TK did have Joe Klink, a rookie lefty, in his pen to open the season, and Klink served as a LOOGY — Left-handed One-Out GuY — of sorts.
And that was the April bullpen: Reardon, Berenguer, Atherton, Frazier, Klink. Five starting pitchers (Bert Blyleven, Frank Viola, Mark Portugal, Mike Smithson and Les Straker, in that order) and five relievers. Ten man staff.
That's the old school.
The bullpen rotation eventually deteriorated.

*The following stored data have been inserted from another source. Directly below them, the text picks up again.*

//! 应用程序常量定义
//!
//! 本模块包含全局使用的常量，避免魔数并提供统一的配置值。

use std::time::Duration;

/// 分页相关常量
pub mod paging {
    /// 所有市场统一的每页条目数
    pub const PAGE_SIZE: u32 = 12;
    /// 上游无法提供总数时用于保持“下一页”可用的估计值，不是真实数量
    pub const ESTIMATED_TOTAL_PLACEHOLDER: u64 = 1000;
    /// Spiget 单次拉取的版本数量
    pub const SPIGET_VERSION_LIMIT: u32 = 20;
}

/// 搜索输入防抖时间
pub const SEARCH_DEBOUNCE: Duration = Duration::from_millis(600);

/// 网络相关常量
pub mod network {
    /// 默认请求超时时间（秒）
    pub const DEFAULT_TIMEOUT_SECS: u64 = 30;
    /// 默认 User-Agent
    pub const USER_AGENT: &str = concat!("plugnav/", env!("CARGO_PKG_VERSION"));
}

/// 上游市场地址
pub mod upstream {
    pub const MODRINTH_API: &str = "https://api.modrinth.com/v2";
    pub const SPIGET_API: &str = "https://api.spiget.org/v2";
    /// Spiget 返回的图标是站内相对路径
    pub const SPIGOT_SITE: &str = "https://www.spigotmc.org";
}

/// 下发相关常量
pub mod relay {
    /// 插件文件在目标服务器上的固定目录
    pub const LANDING_DIR: &str = "/plugins";
    /// 允许下发的文件扩展名
    pub const ARTIFACT_EXTENSION: &str = ".jar";
    /// 默认最大文件大小（字节）
    pub const DEFAULT_MAX_ARTIFACT_BYTES: u64 = 64 * 1024 * 1024; // 64MB
    /// 默认监听地址
    pub const DEFAULT_BIND: &str = "127.0.0.1:8787";
    /// 本地 install 命令使用的操作者
    pub const LOCAL_ACTOR: &str = "local";
}

/// 默认配置值
pub mod defaults {
    /// 默认配置目录
    pub const DEFAULT_CONFIG_DIR: &str = ".plugnav";
    /// 配置文件名
    pub const CONFIG_FILE: &str = "config.toml";
    /// 指定配置文件路径的环境变量
    pub const CONFIG_ENV: &str = "PLUGNAV_CONFIG";
    /// 覆盖日志级别的环境变量
    pub const LOG_ENV: &str = "PLUGNAV_LOG";
    /// 默认日志级别
    pub const DEFAULT_LOG_LEVEL: &str = "info";
}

Berenguer, the most effective of the trio, went into the starting rotation for a brief while (six starts), and by season's end Kelly had lost confidence in Frazier; Frazier was not used in key situations in the playoffs or World Series, and 1987 was his last season.
But even in September, Kelly was frequently picking one reliever a day to get from the starter to Reardon.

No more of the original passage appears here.